Pearl Bank Uganda has stepped into its new identity with both regulatory endorsement and strong financial muscle, posting a profit after tax (PAT) of UGX 47.3 billion for the year ended December 2025, cementing its transition from PostBank into what is fast emerging as a formidable indigenous commercial banking force.
The timing is strategic. On 24th November 2025, the Bank of Uganda (BoU) issued an operating license formally recognising the institution as Pearl Bank Uganda Limited, marking the culmination of a deliberate transformation journey.
The license, handed to Managing Director Julius Kakeeto by BoU Governor Dr. Michael Atingi-Ego, was more than regulatory compliance; it was a symbolic endorsement of a bank that has steadily evolved from a legacy savings institution into a modern, digitally driven, Tier 1 commercial bank.
That is part of what makes Pearl Bank’s broader evolution noteworthy. This is an institution with roots going back to 1926, first as a postal savings department and later as PostBank Uganda, before entering a new phase of accelerated transformation under Julius Kakeeto’s leadership from October 2019.
His appointment marked a turning point, catalysing reforms that drove measurable expansion across the bank’s operations, including a wider branch network, deeper digital transformation, a strengthened agency banking model and greater penetration into local enterprises.
The milestones are now familiar: Tier 1 status in 2021, the launch of Wendi in 2023, and the official rebrand to Pearl Bank in 2025.
What gives those milestones weight now is that they are increasingly being matched by audited commercial performance with a positive profit trajectory from UGX 8.4 billion in 2019 to UGX 47.3 billion in 2025.

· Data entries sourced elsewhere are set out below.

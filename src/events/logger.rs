use tracing::info;

use crate::events::{CreationEvent, HandlerError, Subscriber};

/// Startup observer for `note.created`: logs the creation and nothing else
pub struct NoteCreatedLogger;

impl Subscriber<CreationEvent> for NoteCreatedLogger {
    fn name(&self) -> &'static str {
        "note_created_logger"
    }

    fn handle(&self, event: &CreationEvent) -> Result<(), HandlerError> {
        info!(
            "a new note was created: model={} action={} args={}",
            event.payload.model, event.payload.action, event.payload.args
        );
        Ok(())
    }
}
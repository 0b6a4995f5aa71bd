// In-process notification channel keyed by event name.
// Handlers are registered during startup through `&mut self`; afterwards the
// channel is shared as `Arc<EventChannel>` and dispatch takes no lock.

pub mod event;
pub mod logger;

use std::any::Any;
use std::collections::HashMap;
use std::panic::{self, AssertUnwindSafe};
use std::sync::Arc;

use thiserror::Error;
use tracing::{debug, warn};

pub use event::{CreationEvent, NOTE_CREATED};
pub use logger::NoteCreatedLogger;

/// Failure reported by a single handler
#[derive(Debug, Clone, Error, PartialEq)]
pub enum HandlerError {
    #[error("{0}")]
    Failed(String),

    #[error("handler panicked: {0}")]
    Panicked(String),
}

impl HandlerError {
    pub fn failed(message: impl Into<String>) -> Self {
        HandlerError::Failed(message.into())
    }
}

/// Something that reacts to a published payload. Any
/// `Fn(&P) -> Result<(), HandlerError>` closure qualifies.
pub trait Subscriber<P>: Send + Sync {
    fn name(&self) -> &'static str {
        std::any::type_name::<Self>()
    }

    fn handle(&self, payload: &P) -> Result<(), HandlerError>;
}

impl<P, F> Subscriber<P> for F
where
    F: Fn(&P) -> Result<(), HandlerError> + Send + Sync,
{
    fn handle(&self, payload: &P) -> Result<(), HandlerError> {
        self(payload)
    }
}

pub type SubscriberBox<P> = Arc<dyn Subscriber<P>>;

#[derive(Debug, Clone, PartialEq)]
pub struct HandlerFailure {
    pub handler: String,
    /// Position of the handler in registration order
    pub index: usize,
    pub error: HandlerError,
}

/// Outcome of one `publish` call. Failures never abort dispatch and are
/// never returned as an error to the publisher.
#[derive(Debug, Default, Clone, PartialEq)]
pub struct DispatchReport {
    pub delivered: usize,
    pub failures: Vec<HandlerFailure>,
}

impl DispatchReport {
    pub fn invoked(&self) -> usize {
        self.delivered + self.failures.len()
    }

    pub fn is_clean(&self) -> bool {
        self.failures.is_empty()
    }
}

pub struct EventChannel<P = CreationEvent> {
    handlers: HashMap<String, Vec<SubscriberBox<P>>>,
}

impl<P> Default for EventChannel<P> {
    fn default() -> Self {
        Self {
            handlers: HashMap::new(),
        }
    }
}

impl<P> EventChannel<P> {
    pub fn new() -> Self {
        Self::default()
    }

    /// Append a handler for `event_name`. Registering the same handler twice
    /// makes it fire twice.
    pub fn subscribe(&mut self, event_name: impl Into<String>, handler: SubscriberBox<P>) {
        let event_name = event_name.into();
        debug!("Subscribed '{}' to event '{}'", handler.name(), event_name);
        self.handlers.entry(event_name).or_default().push(handler);
    }

    pub fn subscriber_count(&self, event_name: &str) -> usize {
        self.handlers.get(event_name).map_or(0, Vec::len)
    }

    /// Invoke every handler registered for `event_name`, in registration order
    pub fn publish(&self, event_name: &str, payload: &P) -> DispatchReport {
        let mut report = DispatchReport::default();
        let Some(handlers) = self.handlers.get(event_name) else {
            debug!("No subscribers for event '{}'", event_name);
            return report;
        };

        for (index, handler) in handlers.iter().enumerate() {
            let outcome = panic::catch_unwind(AssertUnwindSafe(|| handler.handle(payload)))
                .unwrap_or_else(|panic| Err(HandlerError::Panicked(panic_message(panic.as_ref()))));

            match outcome {
                Ok(()) => report.delivered += 1,
                Err(error) => {
                    warn!(
                        "Handler '{}' failed for event '{}': {}",
                        handler.name(),
                        event_name,
                        error
                    );
                    report.failures.push(HandlerFailure {
                        handler: handler.name().to_string(),
                        index,
                        error,
                    });
                }
            }
        }

        report
    }
}

fn panic_message(panic: &(dyn Any + Send)) -> String {
    if let Some(message) = panic.downcast_ref::<&str>() {
        message.to_string()
    } else if let Some(message) = panic.downcast_ref::<String>() {
        message.clone()
    } else {
        "unknown panic".to_string()
    }
}

#[cfg(test)]
mod tests {
    use super::*;
    use std::sync::atomic::{AtomicUsize, Ordering};
    use std::sync::Mutex;

    type Log = Arc<Mutex<Vec<String>>>;

    fn recorder(log: &Log, label: &'static str) -> SubscriberBox<String> {
        let log = log.clone();
        Arc::new(move |payload: &String| -> Result<(), HandlerError> {
            log.lock().unwrap().push(format!("{}:{}", label, payload));
            Ok(())
        })
    }

    #[test]
    fn publishes_in_subscription_order() {
        let log: Log = Arc::default();
        let mut channel: EventChannel<String> = EventChannel::new();
        channel.subscribe("note.created", recorder(&log, "first"));
        channel.subscribe("note.created", recorder(&log, "second"));
        channel.subscribe("post.created", recorder(&log, "other"));

        let report = channel.publish("note.created", &"n1".to_string());

        assert_eq!(*log.lock().unwrap(), vec!["first:n1", "second:n1"]);
        assert_eq!(report.delivered, 2);
        assert!(report.is_clean());
    }

    #[test]
    fn publishing_without_subscribers_is_a_no_op() {
        let channel: EventChannel<String> = EventChannel::new();
        let report = channel.publish("note.created", &"n1".to_string());
        assert_eq!(report.invoked(), 0);
    }

    #[test]
    fn failing_handlers_do_not_stop_dispatch() {
        let log: Log = Arc::default();
        let mut channel: EventChannel<String> = EventChannel::new();
        channel.subscribe(
            "note.created",
            Arc::new(|_: &String| -> Result<(), HandlerError> { Err(HandlerError::failed("disk full")) }),
        );
        channel.subscribe(
            "note.created",
            Arc::new(|_: &String| -> Result<(), HandlerError> { panic!("boom") }),
        );
        channel.subscribe("note.created", recorder(&log, "last"));

        let report = channel.publish("note.created", &"n1".to_string());

        assert_eq!(*log.lock().unwrap(), vec!["last:n1"]);
        assert_eq!(report.delivered, 1);
        assert_eq!(report.failures.len(), 2);
        assert_eq!(report.failures[0].index, 0);
        assert_eq!(report.failures[0].error, HandlerError::failed("disk full"));
        assert_eq!(report.failures[1].error, HandlerError::Panicked("boom".to_string()));

        // the channel keeps working after a panic
        let again = channel.publish("note.created", &"n2".to_string());
        assert_eq!(again.invoked(), 3);
    }

    #[test]
    fn duplicate_subscriptions_fire_independently() {
        let count = Arc::new(AtomicUsize::new(0));
        let counter = count.clone();
        let handler: SubscriberBox<String> = Arc::new(move |_: &String| -> Result<(), HandlerError> {
            counter.fetch_add(1, Ordering::SeqCst);
            Ok(())
        });

        let mut channel: EventChannel<String> = EventChannel::new();
        channel.subscribe("note.created", handler.clone());
        channel.subscribe("note.created", handler);
        assert_eq!(channel.subscriber_count("note.created"), 2);

        channel.publish("note.created", &"n1".to_string());
        assert_eq!(count.load(Ordering::SeqCst), 2);
    }

    #[test]
    fn logger_accepts_creation_events() {
        use crate::database::QueryParams;
        use crate::types::Operation;

        let mut channel: EventChannel = EventChannel::new();
        channel.subscribe(NOTE_CREATED, Arc::new(NoteCreatedLogger));

        let event = CreationEvent::from_params(QueryParams::new(
            "Note",
            Operation::Create,
            serde_json::json!({ "data": { "title": "T" } }),
        ));
        let report = channel.publish(NOTE_CREATED, &event);
        assert_eq!(report.delivered, 1);
        assert!(report.failures.is_empty());
    }
}
pub mod auth;
pub mod response;
pub mod session;

pub use auth::{jwt_auth_middleware, AuthUser};
pub use response::{ApiResponse, ApiResult};
pub use session::{
    optional_admin_user, optional_user, require_admin_user, require_user, AdminUser, CurrentUser,
    MaybeUser,
};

Pearl Bank’s 2024-2028 strategy itself remains centred on two high-impact goals: driving sustainable financial inclusion and stimulating entrepreneurship and service delivery, particularly in agriculture and SMEs.
This rebrand is not cosmetic. It sits on top of a balance sheet and income statement that tell a deeper story of scale, discipline, and ambition.

2025: A year of growth
Pearl Bank Uganda closed 2025 with strong earnings and balance-sheet expansion, posting profit after tax of UGX 47.3 billion, up from UGX 35.4 billion a year earlier, as total income climbed to UGX 298.0 billion and the bank deepened its funding base through a sharp rise in customer deposits.
The headline number matters because it shows the bank grew profit faster than revenue.
Profit before tax rose to UGX 50.8 billion from UGX 39.6 billion, while PAT increased by 33.8%, outpacing the 20.1% rise in total income. That suggests Pearl Bank was not merely getting bigger; it was also converting more of its revenue into bottom-line earnings. The tax charge also fell to UGX 3.5 billion from UGX 4.2 billion, helping lift net profit.
A close reading of the numbers shows this was, above all, a funding-led growth story. Customer deposits jumped to UGX 1.417 trillion from UGX 990.3 billion, a rise of roughly 43%, giving the bank a much larger funding base.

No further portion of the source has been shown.